(Saved entries)

===============

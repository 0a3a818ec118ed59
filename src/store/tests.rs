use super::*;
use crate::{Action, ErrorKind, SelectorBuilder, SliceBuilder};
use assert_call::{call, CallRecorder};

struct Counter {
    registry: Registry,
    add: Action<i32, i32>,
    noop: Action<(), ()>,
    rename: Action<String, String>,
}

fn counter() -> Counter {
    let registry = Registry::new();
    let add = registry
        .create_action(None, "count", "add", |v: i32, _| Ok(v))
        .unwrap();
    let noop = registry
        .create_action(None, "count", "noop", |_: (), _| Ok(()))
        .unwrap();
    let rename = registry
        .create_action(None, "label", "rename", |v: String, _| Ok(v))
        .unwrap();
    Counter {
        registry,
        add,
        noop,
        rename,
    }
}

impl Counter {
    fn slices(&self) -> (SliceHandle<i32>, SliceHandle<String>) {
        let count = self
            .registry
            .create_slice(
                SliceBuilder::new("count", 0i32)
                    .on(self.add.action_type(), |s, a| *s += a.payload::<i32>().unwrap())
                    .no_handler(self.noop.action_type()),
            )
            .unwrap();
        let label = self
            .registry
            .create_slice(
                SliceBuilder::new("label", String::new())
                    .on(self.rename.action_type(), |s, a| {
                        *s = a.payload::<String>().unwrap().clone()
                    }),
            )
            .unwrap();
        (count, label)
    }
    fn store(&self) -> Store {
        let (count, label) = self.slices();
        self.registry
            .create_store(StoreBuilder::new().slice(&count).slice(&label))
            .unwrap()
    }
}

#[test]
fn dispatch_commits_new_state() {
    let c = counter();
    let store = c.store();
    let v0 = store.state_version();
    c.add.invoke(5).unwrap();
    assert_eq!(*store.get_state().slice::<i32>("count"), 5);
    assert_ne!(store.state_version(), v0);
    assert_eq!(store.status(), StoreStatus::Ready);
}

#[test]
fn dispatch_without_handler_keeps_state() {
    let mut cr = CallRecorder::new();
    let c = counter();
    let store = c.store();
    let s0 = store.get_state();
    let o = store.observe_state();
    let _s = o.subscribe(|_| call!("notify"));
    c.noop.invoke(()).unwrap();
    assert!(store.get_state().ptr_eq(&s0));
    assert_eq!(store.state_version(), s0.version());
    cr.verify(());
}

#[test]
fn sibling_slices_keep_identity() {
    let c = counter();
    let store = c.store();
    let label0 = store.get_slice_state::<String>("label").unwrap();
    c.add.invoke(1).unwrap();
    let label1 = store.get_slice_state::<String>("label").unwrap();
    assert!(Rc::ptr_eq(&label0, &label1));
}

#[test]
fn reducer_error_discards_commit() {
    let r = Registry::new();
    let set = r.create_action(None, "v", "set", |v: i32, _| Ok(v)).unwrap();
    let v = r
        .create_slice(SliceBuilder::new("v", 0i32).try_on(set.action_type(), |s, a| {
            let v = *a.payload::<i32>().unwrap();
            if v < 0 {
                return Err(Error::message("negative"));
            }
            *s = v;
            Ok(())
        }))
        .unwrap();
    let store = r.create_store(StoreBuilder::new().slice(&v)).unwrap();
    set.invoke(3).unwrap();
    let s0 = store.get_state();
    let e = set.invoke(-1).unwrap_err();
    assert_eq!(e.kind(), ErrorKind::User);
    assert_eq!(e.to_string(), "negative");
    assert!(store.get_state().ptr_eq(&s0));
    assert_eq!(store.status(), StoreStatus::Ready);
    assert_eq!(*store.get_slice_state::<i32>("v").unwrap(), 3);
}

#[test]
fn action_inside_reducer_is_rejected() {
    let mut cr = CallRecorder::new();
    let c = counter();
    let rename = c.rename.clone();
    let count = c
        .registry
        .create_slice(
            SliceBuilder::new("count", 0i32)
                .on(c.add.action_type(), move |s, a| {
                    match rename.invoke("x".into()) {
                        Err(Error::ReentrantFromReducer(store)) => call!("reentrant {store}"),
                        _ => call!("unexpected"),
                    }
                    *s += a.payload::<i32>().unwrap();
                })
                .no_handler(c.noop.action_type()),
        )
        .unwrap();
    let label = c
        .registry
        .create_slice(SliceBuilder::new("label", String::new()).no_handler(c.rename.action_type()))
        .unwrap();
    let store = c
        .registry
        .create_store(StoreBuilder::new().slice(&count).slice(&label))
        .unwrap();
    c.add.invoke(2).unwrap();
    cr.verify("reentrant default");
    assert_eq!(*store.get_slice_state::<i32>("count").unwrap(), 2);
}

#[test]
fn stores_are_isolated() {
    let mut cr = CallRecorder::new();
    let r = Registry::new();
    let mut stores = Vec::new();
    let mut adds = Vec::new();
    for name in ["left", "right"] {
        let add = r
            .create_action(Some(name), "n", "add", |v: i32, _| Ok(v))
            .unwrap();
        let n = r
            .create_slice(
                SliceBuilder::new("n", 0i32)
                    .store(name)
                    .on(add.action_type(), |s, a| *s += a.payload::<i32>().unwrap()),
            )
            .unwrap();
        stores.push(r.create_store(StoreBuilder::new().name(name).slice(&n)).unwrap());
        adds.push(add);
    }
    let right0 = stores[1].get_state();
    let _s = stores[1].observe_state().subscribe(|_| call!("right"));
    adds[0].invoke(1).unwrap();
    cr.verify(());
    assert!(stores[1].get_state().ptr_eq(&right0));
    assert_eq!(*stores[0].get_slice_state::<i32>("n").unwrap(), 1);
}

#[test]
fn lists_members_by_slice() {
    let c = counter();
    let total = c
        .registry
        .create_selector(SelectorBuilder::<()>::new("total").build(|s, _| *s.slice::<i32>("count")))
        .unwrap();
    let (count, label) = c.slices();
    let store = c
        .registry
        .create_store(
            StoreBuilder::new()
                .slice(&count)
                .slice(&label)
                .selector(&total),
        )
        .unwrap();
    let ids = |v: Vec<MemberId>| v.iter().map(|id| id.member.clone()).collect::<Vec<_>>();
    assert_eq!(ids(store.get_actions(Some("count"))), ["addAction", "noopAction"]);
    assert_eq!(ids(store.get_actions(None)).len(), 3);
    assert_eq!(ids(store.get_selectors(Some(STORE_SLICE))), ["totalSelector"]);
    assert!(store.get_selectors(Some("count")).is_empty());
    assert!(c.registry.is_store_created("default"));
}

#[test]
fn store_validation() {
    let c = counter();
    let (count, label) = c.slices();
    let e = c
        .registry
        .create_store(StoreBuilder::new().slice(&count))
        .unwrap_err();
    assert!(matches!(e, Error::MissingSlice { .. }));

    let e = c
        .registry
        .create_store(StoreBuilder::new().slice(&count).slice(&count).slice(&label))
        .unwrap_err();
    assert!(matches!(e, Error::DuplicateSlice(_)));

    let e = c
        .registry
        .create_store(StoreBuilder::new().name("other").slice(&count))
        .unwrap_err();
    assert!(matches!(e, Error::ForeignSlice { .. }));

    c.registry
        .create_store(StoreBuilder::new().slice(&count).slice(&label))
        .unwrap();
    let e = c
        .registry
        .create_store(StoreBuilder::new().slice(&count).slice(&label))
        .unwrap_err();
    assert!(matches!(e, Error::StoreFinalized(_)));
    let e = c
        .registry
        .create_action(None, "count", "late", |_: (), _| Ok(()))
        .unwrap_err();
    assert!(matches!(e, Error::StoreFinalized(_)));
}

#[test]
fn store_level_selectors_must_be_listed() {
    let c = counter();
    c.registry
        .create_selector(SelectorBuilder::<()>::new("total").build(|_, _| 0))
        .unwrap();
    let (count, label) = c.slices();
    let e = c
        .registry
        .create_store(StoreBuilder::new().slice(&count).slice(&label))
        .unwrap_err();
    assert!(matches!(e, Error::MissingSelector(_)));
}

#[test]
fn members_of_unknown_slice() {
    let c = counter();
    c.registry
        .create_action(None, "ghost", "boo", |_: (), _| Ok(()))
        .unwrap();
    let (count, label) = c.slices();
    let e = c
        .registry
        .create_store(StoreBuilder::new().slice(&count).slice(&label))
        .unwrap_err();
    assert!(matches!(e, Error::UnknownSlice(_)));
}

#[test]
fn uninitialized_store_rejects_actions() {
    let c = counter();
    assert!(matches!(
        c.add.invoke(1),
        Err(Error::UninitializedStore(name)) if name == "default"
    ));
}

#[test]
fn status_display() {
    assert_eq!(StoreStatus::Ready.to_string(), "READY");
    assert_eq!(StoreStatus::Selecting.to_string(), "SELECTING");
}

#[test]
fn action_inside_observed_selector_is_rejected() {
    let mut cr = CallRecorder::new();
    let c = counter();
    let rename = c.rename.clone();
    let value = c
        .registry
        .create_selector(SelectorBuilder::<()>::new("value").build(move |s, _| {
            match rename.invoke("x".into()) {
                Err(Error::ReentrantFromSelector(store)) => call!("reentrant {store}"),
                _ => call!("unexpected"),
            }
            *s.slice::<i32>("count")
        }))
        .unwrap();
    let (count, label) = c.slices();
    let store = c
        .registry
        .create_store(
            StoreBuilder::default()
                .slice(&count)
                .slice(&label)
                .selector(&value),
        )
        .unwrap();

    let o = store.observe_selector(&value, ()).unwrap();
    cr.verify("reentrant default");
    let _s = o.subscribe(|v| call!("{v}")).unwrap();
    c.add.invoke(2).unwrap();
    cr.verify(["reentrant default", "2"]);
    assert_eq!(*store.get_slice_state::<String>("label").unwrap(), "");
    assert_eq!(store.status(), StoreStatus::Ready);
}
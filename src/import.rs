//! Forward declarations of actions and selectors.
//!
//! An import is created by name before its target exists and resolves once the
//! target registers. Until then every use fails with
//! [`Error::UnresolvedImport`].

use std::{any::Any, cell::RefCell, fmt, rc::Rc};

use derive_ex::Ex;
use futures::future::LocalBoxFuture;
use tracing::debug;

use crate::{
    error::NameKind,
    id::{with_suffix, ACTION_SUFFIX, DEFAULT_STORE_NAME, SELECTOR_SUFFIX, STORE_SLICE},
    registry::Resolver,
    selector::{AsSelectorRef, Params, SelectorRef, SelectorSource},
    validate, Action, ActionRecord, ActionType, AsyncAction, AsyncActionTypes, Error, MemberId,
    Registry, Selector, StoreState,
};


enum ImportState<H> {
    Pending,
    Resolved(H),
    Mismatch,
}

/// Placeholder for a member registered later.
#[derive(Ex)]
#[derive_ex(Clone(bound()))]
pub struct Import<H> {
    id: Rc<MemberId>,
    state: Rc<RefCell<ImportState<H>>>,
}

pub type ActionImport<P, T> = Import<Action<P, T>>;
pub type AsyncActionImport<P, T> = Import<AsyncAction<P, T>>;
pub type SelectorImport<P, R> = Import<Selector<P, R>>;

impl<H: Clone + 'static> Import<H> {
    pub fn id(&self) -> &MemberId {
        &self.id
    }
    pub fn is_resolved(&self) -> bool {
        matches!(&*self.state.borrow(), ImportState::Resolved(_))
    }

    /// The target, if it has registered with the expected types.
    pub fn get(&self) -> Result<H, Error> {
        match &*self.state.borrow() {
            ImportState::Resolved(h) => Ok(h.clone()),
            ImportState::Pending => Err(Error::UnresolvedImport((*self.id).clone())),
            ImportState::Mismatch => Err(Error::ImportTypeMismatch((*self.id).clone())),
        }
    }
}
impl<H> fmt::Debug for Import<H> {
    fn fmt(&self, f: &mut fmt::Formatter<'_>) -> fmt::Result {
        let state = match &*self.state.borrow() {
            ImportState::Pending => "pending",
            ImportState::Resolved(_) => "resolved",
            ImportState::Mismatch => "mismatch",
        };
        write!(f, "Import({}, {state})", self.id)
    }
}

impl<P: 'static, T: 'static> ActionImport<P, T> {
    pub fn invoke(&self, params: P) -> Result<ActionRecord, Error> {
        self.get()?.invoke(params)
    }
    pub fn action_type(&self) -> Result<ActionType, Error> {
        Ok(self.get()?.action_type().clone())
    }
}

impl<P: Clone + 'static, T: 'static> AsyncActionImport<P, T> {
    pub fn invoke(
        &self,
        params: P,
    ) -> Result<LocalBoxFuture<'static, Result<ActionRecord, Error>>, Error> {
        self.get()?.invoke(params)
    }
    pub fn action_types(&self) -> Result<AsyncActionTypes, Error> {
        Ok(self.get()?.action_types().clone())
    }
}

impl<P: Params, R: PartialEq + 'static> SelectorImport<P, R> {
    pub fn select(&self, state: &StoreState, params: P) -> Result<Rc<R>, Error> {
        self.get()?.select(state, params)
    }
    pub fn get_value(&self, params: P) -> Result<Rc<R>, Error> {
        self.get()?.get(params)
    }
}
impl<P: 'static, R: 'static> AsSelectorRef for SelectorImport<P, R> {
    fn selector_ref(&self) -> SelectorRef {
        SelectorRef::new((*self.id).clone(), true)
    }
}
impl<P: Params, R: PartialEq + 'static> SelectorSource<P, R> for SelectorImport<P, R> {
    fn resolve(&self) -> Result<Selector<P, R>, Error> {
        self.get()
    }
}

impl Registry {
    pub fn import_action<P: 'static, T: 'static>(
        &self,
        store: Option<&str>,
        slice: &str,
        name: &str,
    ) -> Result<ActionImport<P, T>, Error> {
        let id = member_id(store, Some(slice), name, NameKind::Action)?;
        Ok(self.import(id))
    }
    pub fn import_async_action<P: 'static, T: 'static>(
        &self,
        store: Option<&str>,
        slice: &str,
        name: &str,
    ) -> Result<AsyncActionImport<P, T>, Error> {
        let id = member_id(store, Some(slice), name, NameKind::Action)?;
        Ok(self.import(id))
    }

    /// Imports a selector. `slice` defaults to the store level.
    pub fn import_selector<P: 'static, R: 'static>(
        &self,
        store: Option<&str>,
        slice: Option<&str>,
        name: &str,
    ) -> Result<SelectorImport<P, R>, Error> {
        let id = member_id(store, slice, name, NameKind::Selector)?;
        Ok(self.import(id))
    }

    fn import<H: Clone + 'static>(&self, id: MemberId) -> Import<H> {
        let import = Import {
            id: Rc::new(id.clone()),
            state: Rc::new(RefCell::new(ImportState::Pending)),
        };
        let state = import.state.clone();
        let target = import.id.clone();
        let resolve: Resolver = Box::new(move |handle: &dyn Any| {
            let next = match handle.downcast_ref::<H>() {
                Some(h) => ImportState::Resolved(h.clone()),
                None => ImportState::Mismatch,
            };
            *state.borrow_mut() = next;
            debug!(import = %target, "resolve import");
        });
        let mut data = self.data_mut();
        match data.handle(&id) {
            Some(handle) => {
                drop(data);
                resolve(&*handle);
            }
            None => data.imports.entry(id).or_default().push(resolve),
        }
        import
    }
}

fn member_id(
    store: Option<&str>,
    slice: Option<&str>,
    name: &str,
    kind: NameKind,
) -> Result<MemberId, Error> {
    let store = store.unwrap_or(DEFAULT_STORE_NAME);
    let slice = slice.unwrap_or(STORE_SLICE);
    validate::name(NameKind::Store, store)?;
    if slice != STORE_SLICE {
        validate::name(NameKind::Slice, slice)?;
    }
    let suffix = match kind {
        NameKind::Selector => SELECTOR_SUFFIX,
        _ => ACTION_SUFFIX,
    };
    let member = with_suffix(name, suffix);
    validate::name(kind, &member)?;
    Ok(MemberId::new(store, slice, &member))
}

===============

Task description
Send back exactly the lines from the line with "let store = store.unwrap_or(DEFAULT_STORE_NAME);" through the end of the records.

Response for this exercise
    let store = store.unwrap_or(DEFAULT_STORE_NAME);
    let slice = slice.unwrap_or(STORE_SLICE);
    validate::name(NameKind::Store, store)?;
    if slice != STORE_SLICE {
        validate::name(NameKind::Slice, slice)?;
    }
    let suffix = match kind {
        NameKind::Selector => SELECTOR_SUFFIX,
        _ => ACTION_SUFFIX,
    };
    let member = with_suffix(name, suffix);
    validate::name(kind, &member)?;
    Ok(MemberId::new(store, slice, &member))
}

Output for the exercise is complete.